I know it’s really important that we figure out whether or not Trump colluded with Russian hackers/the Kremlin in the election, but the #RussiaGate paranoia is getting hysterical. When Trump chose Christopher Wray as the new FBI director, USA Today proclaimed that he “looks good on paper, but his law firm represents Russian-controlled oil companies.” I’m no economist, but Russia owns two of the world’s largest publicly traded oil company so inevitably there are a lot of businesses that deal with them.
“The Russian govt is part of like, 70 percent of the Russian economy, and that is a conservative estimate,so when you’re dealing with any Russian business, you’re probably also dealing with the Russian government.But does that mean that all of these deals are nefarious/make you a traitor? Of course not,” Natalia Antonova, an actual Russia expert and American journalist who has been writing about the country for years, told me. “I would also point out that we need to look at these deals on an individual basis. Some deals are obviously of more concern than others. We need room for nuance in this discussion, because I feel like the Kremlin is counting on there being no nuance—so that it can blame all investigations on ‘russophobia.’”

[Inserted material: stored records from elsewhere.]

//! Masked reductions over padded, variable-length batches.
//!
//! Every helper here works from the host-side length vector: the valid row
//! indices are computed once and the tensor is touched by a single gather,
//! so the cost does not depend on looping over examples in tensor code.

use burn::tensor::{Int, Tensor, TensorData, backend::Backend};

use crate::errors::{Result, SeparationError};

/// Checks a length vector against a padded tensor's `[batch, max_time]`.
pub fn check_lengths(seq_length: &[usize], batch_size: usize, max_time: usize) -> Result<()> {
    if seq_length.len() != batch_size {
        return Err(SeparationError::shape(
            "sequence lengths",
            format!("{batch_size} entries"),
            seq_length.len(),
        ));
    }
    if let Some((index, length)) = seq_length
        .iter()
        .enumerate()
        .find(|(_, length)| **length > max_time)
    {
        return Err(SeparationError::shape(
            format!("sequence length of example {index}"),
            format!("at most {max_time}"),
            length,
        ));
    }
    Ok(())
}

/// `(batch, time)` coordinates of every valid frame, batch-major then
/// time-major.
pub fn valid_indices(seq_length: &[usize]) -> Vec<(usize, usize)> {
    seq_length
        .iter()
        .enumerate()
        .flat_map(|(batch, &length)| (0..length).map(move |time| (batch, time)))
        .collect()
}

fn flat_rows(seq_length: &[usize], max_time: usize) -> Vec<i64> {
    valid_indices(seq_length)
        .into_iter()
        .map(|(batch, time)| (batch * max_time + time) as i64)
        .collect()
}

fn index_tensor<B: Backend>(rows: Vec<i64>, device: &B::Device) -> Tensor<B, 1, Int> {
    let count = rows.len();
    Tensor::from_data(TensorData::new(rows, [count]), device)
}

/// Float `[batch, max_time]` mask: 1.0 for frames inside the sequence.
pub fn sequence_mask<B: Backend>(
    seq_length: &[usize],
    max_time: usize,
    device: &B::Device,
) -> Result<Tensor<B, 2>> {
    let batch_size = seq_length.len();
    check_lengths(seq_length, batch_size, max_time)?;

    let lengths: Vec<i64> = seq_length.iter().map(|&length| length as i64).collect();
    let lengths = Tensor::<B, 1, Int>::from_data(TensorData::new(lengths, [batch_size]), device)
        .reshape([batch_size, 1])
        .expand([batch_size, max_time]);
    let times = Tensor::<B, 1, Int>::arange(0..max_time as i64, device)
        .reshape([1, max_time])
        .expand([batch_size, max_time]);

    Ok(times.lower(lengths).float())
}

/// Combines a `[batch, time, feat]` bin mask with the sequence mask so
/// padding never counts, whatever the producer put in `usedbins`.
pub fn valid_bin_weights<B: Backend>(
    usedbins: Tensor<B, 3>,
    seq_length: &[usize],
) -> Result<Tensor<B, 3>> {
    let [batch_size, max_time, _] = usedbins.dims();
    check_lengths(seq_length, batch_size, max_time)?;
    let mask = sequence_mask::<B>(seq_length, max_time, &usedbins.device())?;
    Ok(usedbins * mask.reshape([batch_size, max_time, 1]))
}

/// Gathers the valid frames of a padded `[batch, max_time, ...]` tensor into
/// a flat `[sum(lengths), ...]` tensor. `D2` must be `D - 1`.
pub fn extract_valid<B: Backend, const D: usize, const D2: usize>(
    padded: Tensor<B, D>,
    seq_length: &[usize],
) -> Result<Tensor<B, D2>> {
    if D < 2 || D2 + 1 != D {
        return Err(SeparationError::shape(
            "extract_valid output rank",
            D.saturating_sub(1),
            D2,
        ));
    }
    let dims = padded.dims();
    let (batch_size, max_time) = (dims[0], dims[1]);
    check_lengths(seq_length, batch_size, max_time)?;

    let inner: usize = dims[2..].iter().product();
    let rows = flat_rows(seq_length, max_time);
    let mut out_dims = vec![rows.len()];
    out_dims.extend_from_slice(&dims[2..]);
    let shape: [usize; D2] = out_dims
        .try_into()
        .map_err(|_| SeparationError::shape("extract_valid output rank", D - 1, D2))?;

    let device = padded.device();
    if rows.is_empty() {
        return Ok(Tensor::zeros(shape, &device));
    }
    let gathered = padded
        .reshape([batch_size * max_time, inner])
        .select(0, index_tensor::<B>(rows, &device));
    Ok(gathered.reshape(shape))
}

/// [`extract_valid`] for integer label sequences `[batch, max_time]`.
pub fn extract_valid_labels<B: Backend>(
    padded: Tensor<B, 2, Int>,
    seq_length: &[usize],
) -> Result<Tensor<B, 1, Int>> {
    let [batch_size, max_time] = padded.dims();
    check_lengths(seq_length, batch_size, max_time)?;

    let rows = flat_rows(seq_length, max_time);
    let device = padded.device();
    if rows.is_empty() {
        return Ok(Tensor::zeros([0], &device));
    }
    Ok(padded
        .reshape([batch_size * max_time])
        .select(0, index_tensor::<B>(rows, &device)))
}

/// Sparse view of padded label sequences.
#[derive(Debug, Clone)]
pub struct SparseSequence<B: Backend> {
    /// `(batch, time)` coordinate of each value.
    pub indices: Vec<(usize, usize)>,
    /// Values at those coordinates.
    pub values: Tensor<B, 1, Int>,
    /// Shape of the padded tensor.
    pub dense_shape: [usize; 2],
}

/// Converts padded `[batch, max_time]` labels to a sparse representation
/// holding only the valid entries.
pub fn dense_sequence_to_sparse<B: Backend>(
    sequences: Tensor<B, 2, Int>,
    seq_length: &[usize],
) -> Result<SparseSequence<B>> {
    let dense_shape = sequences.dims();
    let values = extract_valid_labels(sequences, seq_length)?;
    Ok(SparseSequence {
        indices: valid_indices(seq_length),
        values,
        dense_shape,
    })
}

/// Reverses every example along time inside its own length; padding stays
/// in place.
pub fn reverse_sequences<B: Backend>(
    padded: Tensor<B, 3>,
    seq_length: &[usize],
) -> Result<Tensor<B, 3>> {
    let [batch_size, max_time, features] = padded.dims();
    check_lengths(seq_length, batch_size, max_time)?;
    if batch_size * max_time == 0 {
        return Ok(padded);
    }

    let rows: Vec<i64> = seq_length
        .iter()
        .enumerate()
        .flat_map(|(batch, &length)| {
            (0..max_time).map(move |time| {
                let source = if time < length { length - 1 - time } else { time };
                (batch * max_time + source) as i64
            })
        })
        .collect();

    let device = padded.device();
    Ok(padded
        .reshape([batch_size * max_time, features])
        .select(0, index_tensor::<B>(rows, &device))
        .reshape([batch_size, max_time, features]))
}

#[cfg(test)]
mod tests {
    use super::*;
    use burn::backend::NdArray;

    type TestBackend = NdArray;

    fn numbered_batch(device: &<TestBackend as Backend>::Device) -> Tensor<TestBackend, 3> {
        // value = 10 * batch + time
        Tensor::from_floats(
            [
                [[0.0], [1.0], [2.0]],
                [[10.0], [11.0], [12.0]],
                [[20.0], [21.0], [22.0]],
            ],
            device,
        )
    }

    #[test]
    fn test_valid_indices_order() {
        assert_eq!(
            valid_indices(&[3, 0, 2]),
            vec![(0, 0), (0, 1), (0, 2), (2, 0), (2, 1)]
        );
    }

    #[test]
    fn test_extract_valid_skips_empty_example() {
        let device = <TestBackend as Backend>::Device::default();
        let flat: Tensor<TestBackend, 2> = extract_valid(numbered_batch(&device), &[3, 0, 2]).unwrap();

        assert_eq!(flat.dims(), [5, 1]);
        let values: Vec<f32> = flat.to_data().to_vec().unwrap();
        assert_eq!(values, vec![0.0, 1.0, 2.0, 20.0, 21.0]);
    }

    #[test]
    fn test_extract_valid_rejects_bad_lengths() {
        let device = <TestBackend as Backend>::Device::default();

        let too_long = extract_valid::<TestBackend, 3, 2>(numbered_batch(&device), &[4, 0, 2]);
        assert!(matches!(too_long, Err(SeparationError::ShapeMismatch { .. })));

        let wrong_batch = extract_valid::<TestBackend, 3, 2>(numbered_batch(&device), &[1, 1]);
        assert!(matches!(wrong_batch, Err(SeparationError::ShapeMismatch { .. })));
    }

    #[test]
    fn test_sequence_mask() {
        let device = <TestBackend as Backend>::Device::default();
        let mask = sequence_mask::<TestBackend>(&[2, 0, 3], 3, &device).unwrap();
        let values: Vec<f32> = mask.to_data().to_vec().unwrap();
        assert_eq!(values, vec![1.0, 1.0, 0.0, 0.0, 0.0, 0.0, 1.0, 1.0, 1.0]);
    }

    #[test]
    fn test_extract_valid_labels_and_sparse() {
        let device = <TestBackend as Backend>::Device::default();
        let labels = Tensor::<TestBackend, 2, Int>::from_ints([[1, 2, 9], [3, 9, 9]], &device);

        let sparse = dense_sequence_to_sparse(labels, &[2, 1]).unwrap();
        assert_eq!(sparse.indices, vec![(0, 0), (0, 1), (1, 0)]);
        assert_eq!(sparse.dense_shape, [2, 3]);
        let values: Vec<i64> = sparse.values.to_data().to_vec().unwrap();
        assert_eq!(values, vec![1, 2, 3]);
    }

    #[test]
    fn test_reverse_sequences_keeps_padding() {
        let device = <TestBackend as Backend>::Device::default();
        let reversed = reverse_sequences(numbered_batch(&device), &[3, 0, 2]).unwrap();
        let values: Vec<f32> = reversed.to_data().to_vec().unwrap();
        assert_eq!(
            values,
            vec![2.0, 1.0, 0.0, 10.0, 11.0, 12.0, 21.0, 20.0, 22.0]
        );
    }
}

I’m not debating that there is some shady shit going on in Moscow/Washington, but at this stage it also seems like so much as sitting next to a Russian at a bus stop counts as “collusion.”
And the thing that people don’t understand is that this paranoia doesn’t just hurt Trump; it actually helps Putin. I’m definitely no Putinist, but I have to admire how slick he’s been about the Russia kerfuffle. He’s at once managed to position himself as a friend to Trump, sticking up for him and saying he was a “very outstanding person, talented, without any doubt” during the presidential race, and at at the same time position himself as the “anti-Trump,” by offering to hand over transcripts from Sergey Lavrov’s meeting with Trump amid reports of Trump leaking classified intelligence in their discussion, as well as offering to grant Comey political asylum in the same way that he did with whistleblower Edward Snowden. He might as well be screaming into a megaphone, “Trump is a nice guy and he’s trying real hard but he’s new to this. Look at me, though! I’m SOOOOO transparent and I clearly respect freedom of speech. I’ve done all of these interviews with Megyn Kelly and Oliver Stone and they still call us liars and thieves! Clearly, we have to band together against a nation hell-bent on hating us no matter what.”
As Anna Lind-Guzik, a Russian-American and co-founder of the Anti-Nihilist Institute, recently wrote, “Vladimir Putin exploits American condescension in order to bolster power at home. Propaganda works best when it contains a kernel of truth.”
As such, launching biased attacks on all Russians, who, by the way, represent the second largest ethnic market in America (after Mexicans), is not only offensive, it’s also playing right into Putin’s hand.
Don’t let him win. We (Russians and Americans) are better than that.